A two-page story entitled `Single mother works three jobs to maintain her five children’ published in the Sunday Stabroek of September 30, 2012 celebrates 39-year-old Vanessa Simon. She thoroughly deserves celebration. But she deserves something more, that we take the story of how she lives her life seriously enough to challenge the national and global economic priorities that force her and too many other mothers to work multiple jobs to ensure the survival of their children.
The three jobs Vanessa Simon does are security guard work, work as a sweeper/cleaner and drainage work, some of which is done on Sunday, when, she says, the drainage workers try to “push the work as far as possible” to reduce the number of hours they must spend doing it on weekdays. But in fact, she does more than these jobs to earn money. She also makes and sells pointer brooms, tends and sells plants, and grinds and bottles produce with other women in a group called Women for Change.

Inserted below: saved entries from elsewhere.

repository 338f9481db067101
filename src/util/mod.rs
pub mod telemetry;

pub use telemetry::*;
//! Telemetry helpers for structured logging and tracing.

/// Install a default env-filtered subscriber unless one is already set.
///
/// Thread names are included so heartbeat and `{pool}-worker-{n}` output can
/// be told apart. Filtering follows `RUST_LOG`.
pub fn init_tracing() {
    if tracing::dispatcher::has_been_set() {
        return;
    }
    let _ = tracing_subscriber::fmt()
        .with_env_filter(tracing_subscriber::EnvFilter::from_default_env())
        .with_thread_names(true)
        .try_init();
}
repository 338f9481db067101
//! Bounded worker-thread pools.
//!
//! A `WorkerPool` runs fire-and-forget closures on named OS threads fed by a
//! bounded queue. Pools back the parallel entity phase and any work that must
//! stay off the heartbeat thread (persistence, connection acceptance).
//!
//! # Key Features
//!
//! - **Named threads**: `{pool}-worker-{n}`, so stack dumps show who is stuck
//! - **Idle timeout**: idle workers exit and are recreated on demand
//! - **Rejection policy**: run on the caller with a warning, or fail loudly
//! - **Lossless shutdown**: accepted tasks are drained before workers exit
//!
//! # Example
//!
//! ```rust
//! use tick_engine::config::WorkerPoolConfig;
//! use tick_engine::core::WorkerPool;
//!
//! let pool = WorkerPool::new(
//!     WorkerPoolConfig::new()
//!         .with_name("io")
//!         .with_worker_count(2)
//!         .with_max_queue_depth(64),
//! )?;
//! pool.execute(|| {
//!     // write a player file
//! })?;
//! pool.shutdown();
//! # Ok::<(), tick_engine::core::PoolError>(())
//! ```

mod native;

use std::fmt;
use std::sync::atomic::{AtomicU64, Ordering};

use crate::config::ThreadPriority;

pub use native::WorkerPool;

/// Why a pool refused a task.
#[derive(Debug, Clone, Copy, PartialEq, Eq)]
pub enum RejectionReason {
    /// The pool has been shut down.
    ShutDown,
    /// The bounded queue is full.
    QueueFull,
}

impl fmt::Display for RejectionReason {
    fn fmt(&self, f: &mut fmt::Formatter<'_>) -> fmt::Result {
        match self {
            Self::ShutDown => write!(f, "pool not running"),
            Self::QueueFull => write!(f, "no space in work queue"),
        }
    }
}

/// Errors that can occur when using a `WorkerPool`.
#[derive(Debug, Clone, PartialEq, Eq)]
pub enum PoolError {
    /// The pool refused the task under the strict rejection policy.
    Rejected {
        /// Name of the pool.
        pool: String,
        /// Why the task was refused.
        reason: RejectionReason,
    },

    /// No pool with this name is registered.
    UnknownPool(String),

    /// Configuration validation failed.
    InvalidConfig(String),

    /// A worker thread could not be started.
    Spawn {
        /// Name of the pool.
        pool: String,
        /// OS error message.
        message: String,
    },
}

impl fmt::Display for PoolError {
    fn fmt(&self, f: &mut fmt::Formatter<'_>) -> fmt::Result {
        match self {
            Self::Rejected { pool, reason } => {
                write!(f, "task rejected by pool `{pool}`: {reason}")
            }
            Self::UnknownPool(name) => write!(f, "no pool named `{name}`"),
            Self::InvalidConfig(msg) => write!(f, "invalid configuration: {msg}"),
            Self::Spawn { pool, message } => {
                write!(f, "failed to spawn worker for pool `{pool}`: {message}")
            }
        }
    }
}

impl std::error::Error for PoolError {}

/// Statistics about pool utilization.
#[derive(Debug, Clone, Default, PartialEq, Eq)]
pub struct PoolStats {
    /// Pool name.
    pub name: String,
    /// Configured maximum number of workers.
    pub worker_count: usize,
    /// Advisory thread priority.
    pub advisory_priority: ThreadPriority,
    /// Worker threads currently alive.
    pub live_workers: usize,
    /// Live workers waiting for a task.
    pub idle_workers: usize,
    /// Tasks executing right now.
    pub active_tasks: u64,
    /// Tasks waiting in the queue.
    pub queued_tasks: u64,
    /// Tasks accepted into the queue.
    pub submitted_tasks: u64,
    /// Tasks that finished without panicking.
    pub completed_tasks: u64,
    /// Tasks that panicked.
    pub failed_tasks: u64,
    /// Tasks run on the submitting thread after a rejection.
    pub caller_runs: u64,
    /// Tasks refused with an error.
    pub rejected_tasks: u64,
}

/// Internal counters for pool statistics (thread-safe).
#[derive(Debug, Default)]
pub(crate) struct PoolCounters {
    pub active_tasks: AtomicU64,
    pub queued_tasks: AtomicU64,
    pub submitted_tasks: AtomicU64,
    pub completed_tasks: AtomicU64,
    pub failed_tasks: AtomicU64,
    pub caller_runs: AtomicU64,
    pub rejected_tasks: AtomicU64,
}

impl PoolCounters {
    /// Copy the counters into `stats`.
    pub fn fill(&self, stats: &mut PoolStats) {
        stats.active_tasks = self.active_tasks.load(Ordering::Relaxed);
        stats.queued_tasks = self.queued_tasks.load(Ordering::Relaxed);
        stats.submitted_tasks = self.submitted_tasks.load(Ordering::Relaxed);
        stats.completed_tasks = self.completed_tasks.load(Ordering::Relaxed);
        stats.failed_tasks = self.failed_tasks.load(Ordering::Relaxed);
        stats.caller_runs = self.caller_runs.load(Ordering::Relaxed);
        stats.rejected_tasks = self.rejected_tasks.load(Ordering::Relaxed);
    }
}
//! # Tick Engine
//!
//! The real-time core of a tick-based multiplayer game server.
//!
//! A single heartbeat thread fires every 600 ms and drives all simulation.
//! Content code never spawns its own timers: it submits jobs to the
//! [`Scheduler`](core::Scheduler), plays short timed sequences through a
//! [`Chain`](core::Chain), and lets the heartbeat fan entity updates out to a
//! bounded [`WorkerPool`](core::WorkerPool) each tick.
//!
//! ## Tick Phases
//!
//! Every tick runs, in order and never interleaved with the next tick:
//!
//! 1. **Scheduler**: admit pending jobs, advance counters, fire due jobs
//! 2. **Network**: pump client input
//! 3. **Sequential**: entity logic that must run one entity at a time
//! 4. **Parallel**: one update job per entity, joined by a completion gate
//! 5. **Reset**: clear per-tick flags
//!
//! ## Fault Isolation
//!
//! - A job that errors or panics is logged and retried on its next period
//! - An entity whose update fails is reported for disconnect (players) or
//!   removal (NPCs); every other entity is still updated
//! - A failure escaping the phases is logged and the world is saved
//!
//! ## Scheduling Work
//!
//! ```rust
//! use tick_engine::core::{Job, Rate, Scheduler};
//!
//! let mut scheduler = Scheduler::new();
//!
//! // Every minute, until cancelled
//! scheduler.submit(
//!     Job::new(1, |_ctx| {
//!         // restock shops
//!         Ok(())
//!     })
//!     .with_rate(Rate::ExactMinute)
//!     .with_key("shop-restock"),
//! );
//!
//! scheduler.tick();
//! assert_eq!(scheduler.active_len(), 1);
//! ```
//!
//! ## Timed Sequences
//!
//! ```rust
//! use tick_engine::core::{Chain, ChainError, Scheduler};
//!
//! let mut scheduler = Scheduler::new();
//! let teleport = Chain::new();
//! teleport.append(1, || Ok(()))?; // play animation
//! teleport.append(3, || Ok(()))?; // move player
//! teleport.run(&mut scheduler)?;
//!
//! assert_eq!(teleport.append(1, || Ok(())), Err(ChainError::Running));
//! # Ok::<(), ChainError>(())
//! ```
//!
//! ## Startup
//!
//! ```rust,ignore
//! use tick_engine::builders::build_registry;
//! use tick_engine::config::EngineConfig;
//! use tick_engine::core::Heartbeat;
//!
//! tick_engine::util::init_tracing();
//! let config = EngineConfig::from_env()?;
//! let pools = build_registry(&config)?;
//! let heartbeat = Heartbeat::from_registry(my_world, &pools, &config.heartbeat)?;
//! let running = heartbeat.start()?;
//! // ...
//! let mut heartbeat = running.stop()?;
//! heartbeat.shutdown();
//! pools.shutdown();
//! ```

#![deny(missing_docs)]
#![deny(unsafe_code)]
#![warn(clippy::all)]
#![warn(clippy::pedantic)]
#![warn(clippy::nursery)]

/// Tick core: scheduler, chains, barrier, pools and heartbeat.
pub mod core;
/// Configuration models for pools and the heartbeat.
pub mod config;
/// Builders to construct engine components from configuration.
pub mod builders;
/// Shared utilities.
pub mod util;
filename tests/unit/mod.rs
//! Unit tests for individual components

mod builders_test;
mod config_test;
mod error_test;
mod rate_test;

And then there is the work neither she nor the economists measure and value as work: mothering. The fact that she so clearly loves her children and wants to do all she can to give them better lives does not mean that what she does for them is not work. It is, and in her case (and the case of many other Guyanese women) it is performed without electricity and therefore is harder and takes longer.
Here, roughly, is an outline of the workday Vanessa Simon narrates, Monday to Friday, going from 7 am one day to 7 am the next (The length of time it takes to travel to and from jobs is in each case a low estimate).
7am-7.15am: ride home 4 miles from security guard work
7.15am -7.55am: straighten up house, help children finish off homework
7.55am-8am: travel to job as sweeper/cleaner
8am – 11.30am: do sweeper/cleaner work
11.30am-11.35am: travel home from job
11.35am-1.25pm: cook meal for children to eat after school and while pot on fire, wash and/or tend plants and/or make pointer brooms and/or look after fence (which she built)
1.25pm–1.30pm: travel back to sweeper/cleaner job
1.30pm-3pm or 3.30 pm (exact time not stated): continue sweeper/cleaner job
3pm or 3.30pm-3.05pm or 3.35pm: travel back home from sweeper/cleaner job
3.05pm or 3.35pm – 10.45pm:
-some afternoons, do 2 hours drainage work;
-some afternoons, spend unspecified amount of time grinding and bottling produce;
-every afternoon, help children with homework, especially the one doing Common Entrance;
-every night before going to security guard work, prepare children’s breakfast and school snacks for next day
10.45pm -11pm: ride 4 miles to security guard work
Taken all together, this workday adds up to at least 20 hours, although there is no mention of a range of unwaged caregiving tasks that this mother (like others) clearly has to perform, including budgeting, price monitoring and shopping, supervising, settling conflicts, checking that the children have done the tasks they’re assigned to do, that they’ve attended the lessons she sends them to in part so they will be “meaningfully occupied” while she earns money ($10,000 of which goes to pay for the lessons), that they’ve gone straight to school, and all the other tasks of raising five boys aged 9-13 to not become statistics of “failure”. Put those in and the workday is even longer, and how that works is that many of the tasks are carried out at the same time with all the extra stress this involves.
In counting her workload we should also add the Home Economics, Maths and English classes she takes in the hope that they will lead to better-paid jobs.
Vanessa Simon is a single mother who is African-Guyanese. The racist response to her story will focus on the husband who has left her and does not support his children, as though this is unique to African-Guyanese families (little attention will be paid to the fact that he was abusive). The story can teach such people nothing. For the rest of us, hopefully it will make us ask how many mothers are working as she does. Vanessa Simon herself is reported as saying that “she does nothing differently from the many women around her, who work hard to help maintain their families”. Some of those will also be single mothers, whose numbers are rising everywhere as people – many of whom are mothers and fathers migrating alone – move more and more from place to place inside countries and across countries in search of work and more pay. In Guyana we can literally see the flow between coast and interior, between different parts of Guyana and neighbouring Venezuela, Brazil, Suriname and Caribbean islands and further North. Others will be mothers who have partners and husbands, but whose households are also coping or unable to cope with poverty and overwork. That’s the problem: national and global economic priorities which impose on poor families a choice between being superhuman or being beaten down by inhuman conditions.
I’m sure that like me, others who read the article about Vanessa Simon would like the government to ensure that she (and every other Guyanese woman and man who is squatting) gets land free or cheap and that she (and everyone else who needs it ) gets electricity at a price she can afford. That’s as it should be. But it is not enough. One of Guyana’s extraordinary women, she and her sons are coping. But however strong she is, however much she smiles, she has a right to much better, beginning with a living income for performing no more than the amount of work that leaves time for the leisure and rest and sleep and other joys that those with more social and economic power take for granted. Women who are poor do the most work for the least money because it is they who provide unwaged caregiving and domestic work in their own homes and low-waged caregiving and domestic work outside. That is why the solution to their poverty cannot be more work. It has to be more money for the work they are already doing, which is another way of saying more money so they can work less.